WHAT THE TASK ASKS → Sort through the data and copy the lines holding the word "trait".

DATA IN THIS EXERCISE →
◆ ◆ ◆ ◆ ◆ ◆ ◆

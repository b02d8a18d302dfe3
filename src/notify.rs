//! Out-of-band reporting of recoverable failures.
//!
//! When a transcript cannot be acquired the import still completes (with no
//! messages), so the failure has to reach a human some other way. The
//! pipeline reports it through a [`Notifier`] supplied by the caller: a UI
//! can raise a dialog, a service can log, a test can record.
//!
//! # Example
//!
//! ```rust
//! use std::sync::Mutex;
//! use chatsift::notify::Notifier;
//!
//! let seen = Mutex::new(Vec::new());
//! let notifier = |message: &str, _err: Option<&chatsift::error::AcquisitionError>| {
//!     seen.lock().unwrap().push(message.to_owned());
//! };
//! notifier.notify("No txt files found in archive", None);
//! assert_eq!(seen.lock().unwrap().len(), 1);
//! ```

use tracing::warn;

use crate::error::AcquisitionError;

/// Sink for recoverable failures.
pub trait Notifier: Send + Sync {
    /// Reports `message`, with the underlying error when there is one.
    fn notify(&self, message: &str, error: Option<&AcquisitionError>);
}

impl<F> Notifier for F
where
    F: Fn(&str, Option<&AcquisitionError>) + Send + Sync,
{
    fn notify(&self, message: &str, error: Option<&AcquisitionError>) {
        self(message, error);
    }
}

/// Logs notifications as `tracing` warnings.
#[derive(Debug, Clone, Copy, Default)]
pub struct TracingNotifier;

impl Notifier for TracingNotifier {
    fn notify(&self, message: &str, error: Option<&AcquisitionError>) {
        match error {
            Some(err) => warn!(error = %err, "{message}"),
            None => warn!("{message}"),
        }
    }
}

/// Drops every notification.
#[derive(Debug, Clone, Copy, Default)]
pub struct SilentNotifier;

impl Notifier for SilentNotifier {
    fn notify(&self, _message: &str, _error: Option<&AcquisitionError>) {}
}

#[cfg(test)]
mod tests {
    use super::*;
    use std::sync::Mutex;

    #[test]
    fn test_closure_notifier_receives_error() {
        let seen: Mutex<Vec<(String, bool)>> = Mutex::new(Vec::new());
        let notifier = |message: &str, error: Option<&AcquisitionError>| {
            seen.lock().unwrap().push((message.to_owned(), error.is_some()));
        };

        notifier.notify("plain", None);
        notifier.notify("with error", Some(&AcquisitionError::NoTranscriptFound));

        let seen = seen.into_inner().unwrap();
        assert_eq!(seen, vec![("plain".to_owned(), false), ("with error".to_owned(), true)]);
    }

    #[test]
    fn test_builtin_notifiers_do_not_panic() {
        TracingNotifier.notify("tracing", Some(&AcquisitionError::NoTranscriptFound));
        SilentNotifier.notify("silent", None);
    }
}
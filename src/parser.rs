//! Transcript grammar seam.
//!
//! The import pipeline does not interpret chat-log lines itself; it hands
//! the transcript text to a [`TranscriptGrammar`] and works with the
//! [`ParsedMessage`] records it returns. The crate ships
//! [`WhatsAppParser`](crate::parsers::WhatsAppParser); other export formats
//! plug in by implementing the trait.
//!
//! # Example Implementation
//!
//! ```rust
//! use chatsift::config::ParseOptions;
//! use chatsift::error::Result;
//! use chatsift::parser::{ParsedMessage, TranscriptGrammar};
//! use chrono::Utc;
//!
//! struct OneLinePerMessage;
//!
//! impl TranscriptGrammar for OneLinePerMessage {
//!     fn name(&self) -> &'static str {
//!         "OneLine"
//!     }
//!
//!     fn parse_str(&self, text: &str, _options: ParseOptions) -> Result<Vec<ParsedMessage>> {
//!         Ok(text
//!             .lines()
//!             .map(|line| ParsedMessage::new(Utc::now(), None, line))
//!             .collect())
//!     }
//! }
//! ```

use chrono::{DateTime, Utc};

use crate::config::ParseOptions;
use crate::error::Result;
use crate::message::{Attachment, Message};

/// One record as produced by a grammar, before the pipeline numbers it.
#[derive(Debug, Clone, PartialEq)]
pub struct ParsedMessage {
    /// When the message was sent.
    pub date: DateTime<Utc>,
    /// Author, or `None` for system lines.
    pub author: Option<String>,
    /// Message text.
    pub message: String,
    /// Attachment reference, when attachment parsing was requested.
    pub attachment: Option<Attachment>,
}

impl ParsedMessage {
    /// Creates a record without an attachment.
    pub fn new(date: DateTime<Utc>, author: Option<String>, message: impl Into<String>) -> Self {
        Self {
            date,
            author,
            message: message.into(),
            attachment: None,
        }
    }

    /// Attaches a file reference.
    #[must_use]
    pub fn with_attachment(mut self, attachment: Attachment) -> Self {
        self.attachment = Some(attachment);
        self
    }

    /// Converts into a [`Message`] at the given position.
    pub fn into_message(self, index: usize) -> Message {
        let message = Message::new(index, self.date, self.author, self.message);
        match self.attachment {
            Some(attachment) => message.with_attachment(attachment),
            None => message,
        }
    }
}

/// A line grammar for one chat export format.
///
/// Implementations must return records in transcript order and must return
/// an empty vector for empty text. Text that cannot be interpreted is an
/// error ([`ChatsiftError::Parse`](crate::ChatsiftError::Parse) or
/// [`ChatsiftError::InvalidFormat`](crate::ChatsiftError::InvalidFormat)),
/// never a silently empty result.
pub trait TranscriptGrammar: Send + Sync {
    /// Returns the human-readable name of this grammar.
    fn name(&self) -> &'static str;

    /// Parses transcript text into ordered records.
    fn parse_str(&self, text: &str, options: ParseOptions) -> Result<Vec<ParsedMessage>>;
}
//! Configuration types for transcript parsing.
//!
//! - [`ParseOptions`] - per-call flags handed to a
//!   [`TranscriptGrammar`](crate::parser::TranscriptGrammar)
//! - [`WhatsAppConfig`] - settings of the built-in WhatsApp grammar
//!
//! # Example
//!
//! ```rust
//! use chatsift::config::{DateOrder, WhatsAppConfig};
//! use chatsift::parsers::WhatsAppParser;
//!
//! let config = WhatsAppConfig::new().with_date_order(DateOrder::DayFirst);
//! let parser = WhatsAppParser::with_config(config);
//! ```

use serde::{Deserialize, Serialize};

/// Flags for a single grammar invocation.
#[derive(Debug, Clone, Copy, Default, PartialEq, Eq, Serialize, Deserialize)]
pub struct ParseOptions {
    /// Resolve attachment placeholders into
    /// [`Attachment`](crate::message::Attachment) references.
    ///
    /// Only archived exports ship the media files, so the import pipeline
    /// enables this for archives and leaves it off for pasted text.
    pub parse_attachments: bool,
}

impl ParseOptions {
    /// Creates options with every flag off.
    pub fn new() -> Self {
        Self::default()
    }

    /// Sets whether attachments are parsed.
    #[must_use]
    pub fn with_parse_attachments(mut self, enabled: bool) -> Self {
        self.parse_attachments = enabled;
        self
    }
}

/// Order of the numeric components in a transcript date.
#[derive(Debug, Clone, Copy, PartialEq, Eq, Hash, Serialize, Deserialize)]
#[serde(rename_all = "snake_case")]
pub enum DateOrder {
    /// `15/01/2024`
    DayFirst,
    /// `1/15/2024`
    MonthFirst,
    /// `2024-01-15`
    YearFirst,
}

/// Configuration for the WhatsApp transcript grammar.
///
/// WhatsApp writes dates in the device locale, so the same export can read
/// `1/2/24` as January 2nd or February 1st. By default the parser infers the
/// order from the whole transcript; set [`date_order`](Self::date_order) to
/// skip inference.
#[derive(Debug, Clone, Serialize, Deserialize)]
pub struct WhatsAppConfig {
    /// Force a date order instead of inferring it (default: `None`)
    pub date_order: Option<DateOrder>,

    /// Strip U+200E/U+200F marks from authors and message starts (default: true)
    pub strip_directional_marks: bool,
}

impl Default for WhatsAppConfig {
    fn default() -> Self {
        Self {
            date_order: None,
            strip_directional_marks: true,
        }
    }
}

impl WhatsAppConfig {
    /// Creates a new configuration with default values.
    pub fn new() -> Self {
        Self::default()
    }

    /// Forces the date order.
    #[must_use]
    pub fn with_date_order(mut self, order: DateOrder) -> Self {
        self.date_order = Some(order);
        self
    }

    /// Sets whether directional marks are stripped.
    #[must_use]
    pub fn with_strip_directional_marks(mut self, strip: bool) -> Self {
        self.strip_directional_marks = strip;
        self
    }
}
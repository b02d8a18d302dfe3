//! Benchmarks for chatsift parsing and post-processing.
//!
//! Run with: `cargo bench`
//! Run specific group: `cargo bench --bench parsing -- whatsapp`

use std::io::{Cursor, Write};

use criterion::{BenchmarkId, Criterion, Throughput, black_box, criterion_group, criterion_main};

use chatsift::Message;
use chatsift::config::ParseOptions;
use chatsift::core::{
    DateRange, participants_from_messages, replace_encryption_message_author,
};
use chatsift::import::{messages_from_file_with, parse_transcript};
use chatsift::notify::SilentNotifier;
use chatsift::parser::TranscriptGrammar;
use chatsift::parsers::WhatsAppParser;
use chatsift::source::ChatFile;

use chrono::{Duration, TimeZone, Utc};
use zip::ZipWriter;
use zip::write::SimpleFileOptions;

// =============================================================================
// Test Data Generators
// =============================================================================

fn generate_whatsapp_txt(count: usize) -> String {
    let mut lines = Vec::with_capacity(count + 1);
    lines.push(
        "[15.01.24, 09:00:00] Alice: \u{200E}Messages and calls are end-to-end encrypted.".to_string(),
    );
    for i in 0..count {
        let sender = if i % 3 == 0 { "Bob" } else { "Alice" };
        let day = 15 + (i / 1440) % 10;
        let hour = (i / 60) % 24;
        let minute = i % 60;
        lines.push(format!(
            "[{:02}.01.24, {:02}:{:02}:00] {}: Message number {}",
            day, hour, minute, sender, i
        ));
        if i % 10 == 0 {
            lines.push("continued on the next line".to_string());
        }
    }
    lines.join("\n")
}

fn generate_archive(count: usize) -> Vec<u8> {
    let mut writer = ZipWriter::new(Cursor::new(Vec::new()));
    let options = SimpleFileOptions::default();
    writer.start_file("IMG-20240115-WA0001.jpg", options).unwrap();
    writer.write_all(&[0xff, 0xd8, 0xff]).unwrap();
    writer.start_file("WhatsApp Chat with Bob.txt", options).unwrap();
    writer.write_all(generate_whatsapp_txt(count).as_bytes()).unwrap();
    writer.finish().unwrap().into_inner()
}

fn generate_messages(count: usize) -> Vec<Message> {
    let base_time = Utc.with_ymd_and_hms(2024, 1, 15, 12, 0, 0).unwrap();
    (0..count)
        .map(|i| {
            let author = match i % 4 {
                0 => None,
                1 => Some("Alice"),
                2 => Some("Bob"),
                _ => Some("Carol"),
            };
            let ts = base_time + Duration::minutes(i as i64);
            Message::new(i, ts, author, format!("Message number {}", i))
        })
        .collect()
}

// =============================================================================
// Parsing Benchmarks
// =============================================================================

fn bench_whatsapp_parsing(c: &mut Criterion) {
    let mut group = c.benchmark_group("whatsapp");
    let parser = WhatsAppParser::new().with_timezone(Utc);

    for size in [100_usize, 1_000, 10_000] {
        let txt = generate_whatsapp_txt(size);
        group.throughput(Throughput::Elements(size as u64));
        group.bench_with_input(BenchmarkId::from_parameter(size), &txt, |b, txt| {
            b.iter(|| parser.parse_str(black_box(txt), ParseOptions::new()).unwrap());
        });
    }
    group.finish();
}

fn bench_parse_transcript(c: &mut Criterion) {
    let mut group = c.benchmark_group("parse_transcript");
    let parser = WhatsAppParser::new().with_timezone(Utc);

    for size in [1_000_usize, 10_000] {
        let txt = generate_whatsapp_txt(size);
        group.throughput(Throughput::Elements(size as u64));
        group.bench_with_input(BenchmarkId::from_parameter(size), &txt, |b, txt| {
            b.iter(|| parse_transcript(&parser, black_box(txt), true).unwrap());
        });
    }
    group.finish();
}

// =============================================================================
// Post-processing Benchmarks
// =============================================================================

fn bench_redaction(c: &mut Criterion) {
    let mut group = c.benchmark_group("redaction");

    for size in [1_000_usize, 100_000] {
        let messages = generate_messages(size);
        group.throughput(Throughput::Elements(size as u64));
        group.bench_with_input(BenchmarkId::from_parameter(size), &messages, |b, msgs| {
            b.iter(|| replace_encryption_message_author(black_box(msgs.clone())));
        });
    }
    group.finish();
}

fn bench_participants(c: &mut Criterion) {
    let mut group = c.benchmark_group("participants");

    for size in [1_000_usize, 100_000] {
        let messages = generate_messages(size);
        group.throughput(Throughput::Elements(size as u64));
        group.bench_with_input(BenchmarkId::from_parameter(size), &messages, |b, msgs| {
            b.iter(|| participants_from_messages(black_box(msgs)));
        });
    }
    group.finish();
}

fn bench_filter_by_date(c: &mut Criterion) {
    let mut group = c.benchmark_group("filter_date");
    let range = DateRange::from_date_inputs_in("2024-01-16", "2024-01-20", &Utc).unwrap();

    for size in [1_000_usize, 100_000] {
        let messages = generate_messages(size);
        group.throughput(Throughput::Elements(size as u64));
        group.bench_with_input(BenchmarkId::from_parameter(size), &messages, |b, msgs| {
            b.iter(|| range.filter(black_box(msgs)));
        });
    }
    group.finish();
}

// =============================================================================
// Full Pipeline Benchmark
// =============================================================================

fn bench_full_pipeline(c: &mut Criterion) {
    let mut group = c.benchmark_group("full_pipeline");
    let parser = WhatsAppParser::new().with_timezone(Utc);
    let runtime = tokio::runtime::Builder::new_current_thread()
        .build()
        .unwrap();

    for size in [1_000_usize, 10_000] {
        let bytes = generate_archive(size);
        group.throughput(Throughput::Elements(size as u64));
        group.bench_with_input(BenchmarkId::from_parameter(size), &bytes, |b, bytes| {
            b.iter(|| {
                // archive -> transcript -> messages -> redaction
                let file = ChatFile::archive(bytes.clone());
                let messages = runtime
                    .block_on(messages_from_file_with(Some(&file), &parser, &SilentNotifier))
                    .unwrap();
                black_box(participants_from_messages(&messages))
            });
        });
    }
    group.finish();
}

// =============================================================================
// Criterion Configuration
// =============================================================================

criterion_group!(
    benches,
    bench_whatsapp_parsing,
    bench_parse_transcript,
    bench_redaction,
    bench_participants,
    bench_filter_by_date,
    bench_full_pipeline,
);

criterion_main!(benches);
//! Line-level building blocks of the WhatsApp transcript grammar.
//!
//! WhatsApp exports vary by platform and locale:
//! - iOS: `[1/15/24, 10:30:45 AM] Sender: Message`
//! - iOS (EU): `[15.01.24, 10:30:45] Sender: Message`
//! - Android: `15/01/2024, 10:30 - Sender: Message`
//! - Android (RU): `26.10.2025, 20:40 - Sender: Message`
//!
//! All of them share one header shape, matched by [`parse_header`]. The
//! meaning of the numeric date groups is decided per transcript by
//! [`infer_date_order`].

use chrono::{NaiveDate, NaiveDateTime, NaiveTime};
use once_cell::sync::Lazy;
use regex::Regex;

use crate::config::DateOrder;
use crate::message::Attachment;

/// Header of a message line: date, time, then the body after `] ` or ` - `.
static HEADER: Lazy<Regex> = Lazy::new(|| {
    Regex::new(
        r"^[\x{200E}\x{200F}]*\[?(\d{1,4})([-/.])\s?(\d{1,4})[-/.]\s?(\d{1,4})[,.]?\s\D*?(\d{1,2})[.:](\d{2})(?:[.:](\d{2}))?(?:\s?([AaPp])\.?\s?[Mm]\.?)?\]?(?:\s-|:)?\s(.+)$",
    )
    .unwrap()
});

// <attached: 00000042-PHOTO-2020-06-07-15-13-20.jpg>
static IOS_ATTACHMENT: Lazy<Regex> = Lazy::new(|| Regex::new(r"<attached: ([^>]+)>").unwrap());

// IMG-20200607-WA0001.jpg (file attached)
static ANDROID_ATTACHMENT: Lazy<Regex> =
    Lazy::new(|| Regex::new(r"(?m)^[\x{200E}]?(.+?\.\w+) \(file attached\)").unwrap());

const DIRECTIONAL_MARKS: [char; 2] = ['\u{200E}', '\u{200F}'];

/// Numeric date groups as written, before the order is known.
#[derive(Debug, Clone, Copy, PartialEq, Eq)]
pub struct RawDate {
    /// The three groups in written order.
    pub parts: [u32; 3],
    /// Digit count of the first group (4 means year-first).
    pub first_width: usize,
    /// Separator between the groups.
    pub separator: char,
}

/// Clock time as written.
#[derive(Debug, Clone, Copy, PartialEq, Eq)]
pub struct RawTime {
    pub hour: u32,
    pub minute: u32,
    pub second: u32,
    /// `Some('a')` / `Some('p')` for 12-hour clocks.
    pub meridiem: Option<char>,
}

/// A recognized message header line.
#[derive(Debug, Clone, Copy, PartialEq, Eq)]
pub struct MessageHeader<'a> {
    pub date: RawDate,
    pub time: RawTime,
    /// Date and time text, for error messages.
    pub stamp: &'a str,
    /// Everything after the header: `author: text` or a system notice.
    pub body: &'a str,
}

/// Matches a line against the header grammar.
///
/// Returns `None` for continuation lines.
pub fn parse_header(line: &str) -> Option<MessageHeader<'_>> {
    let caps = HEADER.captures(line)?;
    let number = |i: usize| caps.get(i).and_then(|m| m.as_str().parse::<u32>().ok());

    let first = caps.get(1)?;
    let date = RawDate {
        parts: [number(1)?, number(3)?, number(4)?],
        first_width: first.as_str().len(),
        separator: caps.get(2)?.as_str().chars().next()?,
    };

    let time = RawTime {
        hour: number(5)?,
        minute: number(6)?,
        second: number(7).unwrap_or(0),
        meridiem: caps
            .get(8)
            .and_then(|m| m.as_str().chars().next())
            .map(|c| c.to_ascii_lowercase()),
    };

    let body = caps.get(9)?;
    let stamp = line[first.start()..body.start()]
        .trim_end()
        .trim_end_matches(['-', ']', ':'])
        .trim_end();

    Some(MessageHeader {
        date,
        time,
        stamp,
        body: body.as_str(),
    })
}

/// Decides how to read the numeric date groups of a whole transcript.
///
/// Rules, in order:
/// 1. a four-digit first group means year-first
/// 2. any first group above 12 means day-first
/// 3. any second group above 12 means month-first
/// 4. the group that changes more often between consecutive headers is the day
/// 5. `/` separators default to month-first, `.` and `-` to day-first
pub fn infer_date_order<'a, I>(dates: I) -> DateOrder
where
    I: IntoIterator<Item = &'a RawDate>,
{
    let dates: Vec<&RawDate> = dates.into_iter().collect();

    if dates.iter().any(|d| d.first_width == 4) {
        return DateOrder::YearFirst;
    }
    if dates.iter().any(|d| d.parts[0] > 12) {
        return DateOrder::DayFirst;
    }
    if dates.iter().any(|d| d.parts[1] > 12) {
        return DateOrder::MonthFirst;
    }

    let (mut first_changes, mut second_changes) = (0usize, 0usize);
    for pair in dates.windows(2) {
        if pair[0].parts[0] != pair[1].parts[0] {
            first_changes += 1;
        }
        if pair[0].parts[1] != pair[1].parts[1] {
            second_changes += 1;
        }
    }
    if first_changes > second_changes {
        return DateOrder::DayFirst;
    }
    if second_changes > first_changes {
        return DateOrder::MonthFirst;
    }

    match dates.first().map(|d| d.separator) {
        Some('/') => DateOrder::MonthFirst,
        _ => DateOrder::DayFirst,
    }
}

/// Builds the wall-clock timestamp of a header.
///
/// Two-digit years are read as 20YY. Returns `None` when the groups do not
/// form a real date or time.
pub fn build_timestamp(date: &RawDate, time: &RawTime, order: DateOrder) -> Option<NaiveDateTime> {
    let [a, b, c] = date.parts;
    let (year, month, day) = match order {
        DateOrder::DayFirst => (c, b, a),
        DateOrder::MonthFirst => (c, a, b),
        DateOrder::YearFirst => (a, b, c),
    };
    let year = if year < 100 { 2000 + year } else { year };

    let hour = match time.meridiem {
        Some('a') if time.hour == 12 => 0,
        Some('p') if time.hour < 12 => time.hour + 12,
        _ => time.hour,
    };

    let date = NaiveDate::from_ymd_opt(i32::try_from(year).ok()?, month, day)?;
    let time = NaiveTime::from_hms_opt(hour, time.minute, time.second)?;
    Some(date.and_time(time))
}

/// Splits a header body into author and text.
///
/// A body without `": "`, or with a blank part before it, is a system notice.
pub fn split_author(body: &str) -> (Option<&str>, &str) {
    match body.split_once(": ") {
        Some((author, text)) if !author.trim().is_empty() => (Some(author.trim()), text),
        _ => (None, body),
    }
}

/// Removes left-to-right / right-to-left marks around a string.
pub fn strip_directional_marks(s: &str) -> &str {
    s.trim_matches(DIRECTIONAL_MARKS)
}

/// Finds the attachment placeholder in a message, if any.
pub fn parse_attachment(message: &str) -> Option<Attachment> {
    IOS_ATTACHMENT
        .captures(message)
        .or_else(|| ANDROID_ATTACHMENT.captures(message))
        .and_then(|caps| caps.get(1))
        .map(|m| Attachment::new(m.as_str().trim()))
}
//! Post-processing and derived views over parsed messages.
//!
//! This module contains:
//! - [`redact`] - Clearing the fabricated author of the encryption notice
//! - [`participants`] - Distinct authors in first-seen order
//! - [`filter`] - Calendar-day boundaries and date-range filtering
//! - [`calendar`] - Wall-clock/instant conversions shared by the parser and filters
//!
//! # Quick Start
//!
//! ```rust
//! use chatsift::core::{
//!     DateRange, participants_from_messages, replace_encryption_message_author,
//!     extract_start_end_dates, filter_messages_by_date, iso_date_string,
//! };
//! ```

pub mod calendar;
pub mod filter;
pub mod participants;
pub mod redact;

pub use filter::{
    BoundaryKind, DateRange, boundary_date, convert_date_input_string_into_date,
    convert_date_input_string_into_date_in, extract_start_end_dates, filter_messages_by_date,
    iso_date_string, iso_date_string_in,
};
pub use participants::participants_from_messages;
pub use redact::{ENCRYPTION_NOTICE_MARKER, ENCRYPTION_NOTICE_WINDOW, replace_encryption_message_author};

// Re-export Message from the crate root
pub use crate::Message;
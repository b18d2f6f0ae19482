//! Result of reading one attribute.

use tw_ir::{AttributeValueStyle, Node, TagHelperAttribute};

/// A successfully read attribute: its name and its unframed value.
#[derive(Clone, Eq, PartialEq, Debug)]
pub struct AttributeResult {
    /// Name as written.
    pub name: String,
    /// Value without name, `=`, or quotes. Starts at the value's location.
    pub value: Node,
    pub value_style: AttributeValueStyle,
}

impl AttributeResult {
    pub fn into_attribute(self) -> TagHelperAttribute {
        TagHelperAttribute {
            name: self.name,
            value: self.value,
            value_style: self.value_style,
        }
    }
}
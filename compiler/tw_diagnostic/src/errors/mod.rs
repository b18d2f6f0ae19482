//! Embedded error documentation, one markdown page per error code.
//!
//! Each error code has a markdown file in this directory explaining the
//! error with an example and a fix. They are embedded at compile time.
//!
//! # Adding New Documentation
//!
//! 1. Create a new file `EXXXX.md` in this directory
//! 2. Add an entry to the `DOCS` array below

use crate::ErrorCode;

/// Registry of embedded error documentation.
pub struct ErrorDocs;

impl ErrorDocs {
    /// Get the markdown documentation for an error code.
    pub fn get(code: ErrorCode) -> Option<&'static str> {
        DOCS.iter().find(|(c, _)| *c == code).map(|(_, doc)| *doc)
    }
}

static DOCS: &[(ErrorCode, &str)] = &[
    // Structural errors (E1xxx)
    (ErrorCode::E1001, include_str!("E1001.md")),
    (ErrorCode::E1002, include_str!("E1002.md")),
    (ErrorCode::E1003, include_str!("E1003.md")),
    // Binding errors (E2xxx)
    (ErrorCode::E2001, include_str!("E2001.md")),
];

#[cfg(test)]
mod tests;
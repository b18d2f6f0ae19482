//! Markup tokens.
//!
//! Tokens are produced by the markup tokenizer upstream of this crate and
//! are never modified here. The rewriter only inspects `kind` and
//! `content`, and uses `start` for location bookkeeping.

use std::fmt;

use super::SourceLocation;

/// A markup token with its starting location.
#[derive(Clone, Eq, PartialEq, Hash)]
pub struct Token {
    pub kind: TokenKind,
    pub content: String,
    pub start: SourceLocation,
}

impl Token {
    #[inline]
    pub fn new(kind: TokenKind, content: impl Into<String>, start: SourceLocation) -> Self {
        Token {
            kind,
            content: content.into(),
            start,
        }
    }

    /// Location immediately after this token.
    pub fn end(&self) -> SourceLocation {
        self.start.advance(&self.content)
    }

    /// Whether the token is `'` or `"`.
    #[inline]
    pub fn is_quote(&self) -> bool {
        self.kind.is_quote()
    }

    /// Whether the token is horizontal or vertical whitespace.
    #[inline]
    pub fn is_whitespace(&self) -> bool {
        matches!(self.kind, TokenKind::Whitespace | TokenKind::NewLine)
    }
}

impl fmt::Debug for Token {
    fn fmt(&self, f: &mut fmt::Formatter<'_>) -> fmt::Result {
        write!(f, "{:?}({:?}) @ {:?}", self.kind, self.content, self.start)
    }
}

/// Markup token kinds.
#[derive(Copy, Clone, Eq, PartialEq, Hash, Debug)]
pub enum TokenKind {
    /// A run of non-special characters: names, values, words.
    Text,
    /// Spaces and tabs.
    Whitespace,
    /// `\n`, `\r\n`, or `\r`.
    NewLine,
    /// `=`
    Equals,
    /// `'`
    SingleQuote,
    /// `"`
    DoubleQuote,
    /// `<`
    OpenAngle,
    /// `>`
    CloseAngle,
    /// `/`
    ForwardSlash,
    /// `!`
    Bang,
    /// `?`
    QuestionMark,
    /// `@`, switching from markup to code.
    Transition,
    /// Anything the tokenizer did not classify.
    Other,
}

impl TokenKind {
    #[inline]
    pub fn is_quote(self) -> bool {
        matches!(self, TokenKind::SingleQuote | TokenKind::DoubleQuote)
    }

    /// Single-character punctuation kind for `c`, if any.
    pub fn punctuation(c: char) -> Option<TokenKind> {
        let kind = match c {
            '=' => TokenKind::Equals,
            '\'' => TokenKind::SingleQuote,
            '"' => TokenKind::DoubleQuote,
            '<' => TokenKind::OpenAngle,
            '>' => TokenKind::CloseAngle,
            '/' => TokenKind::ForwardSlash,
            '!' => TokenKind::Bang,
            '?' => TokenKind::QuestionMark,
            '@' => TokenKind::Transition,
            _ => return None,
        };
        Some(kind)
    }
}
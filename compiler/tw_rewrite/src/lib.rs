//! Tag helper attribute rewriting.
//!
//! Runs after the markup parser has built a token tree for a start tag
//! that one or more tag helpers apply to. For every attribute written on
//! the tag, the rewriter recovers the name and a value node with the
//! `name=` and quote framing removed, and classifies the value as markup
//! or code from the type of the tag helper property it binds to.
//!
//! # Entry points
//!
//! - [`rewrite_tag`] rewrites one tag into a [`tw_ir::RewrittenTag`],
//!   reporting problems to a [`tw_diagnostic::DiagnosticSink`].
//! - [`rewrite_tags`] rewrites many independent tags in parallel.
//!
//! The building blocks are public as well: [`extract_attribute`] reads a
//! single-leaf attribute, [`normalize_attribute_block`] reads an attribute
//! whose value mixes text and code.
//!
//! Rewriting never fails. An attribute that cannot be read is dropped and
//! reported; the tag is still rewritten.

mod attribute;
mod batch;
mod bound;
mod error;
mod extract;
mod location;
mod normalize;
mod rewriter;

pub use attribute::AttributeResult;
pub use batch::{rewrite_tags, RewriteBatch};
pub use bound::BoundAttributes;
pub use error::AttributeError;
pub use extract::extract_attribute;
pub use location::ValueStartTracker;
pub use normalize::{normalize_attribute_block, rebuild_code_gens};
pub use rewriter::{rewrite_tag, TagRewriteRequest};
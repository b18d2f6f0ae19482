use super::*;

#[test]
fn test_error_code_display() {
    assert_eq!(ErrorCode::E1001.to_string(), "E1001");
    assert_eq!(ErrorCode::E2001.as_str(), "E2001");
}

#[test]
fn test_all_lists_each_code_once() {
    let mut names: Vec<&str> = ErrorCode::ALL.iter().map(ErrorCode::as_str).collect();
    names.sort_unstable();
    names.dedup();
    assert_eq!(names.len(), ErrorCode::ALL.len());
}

◆ ◆ ◆ ◆ ◆ ◆ ◆

ANSWER BOX →
pub trait Notifier: Send + Sync {
//! plug in by implementing the trait.
pub trait TranscriptGrammar: Send + Sync {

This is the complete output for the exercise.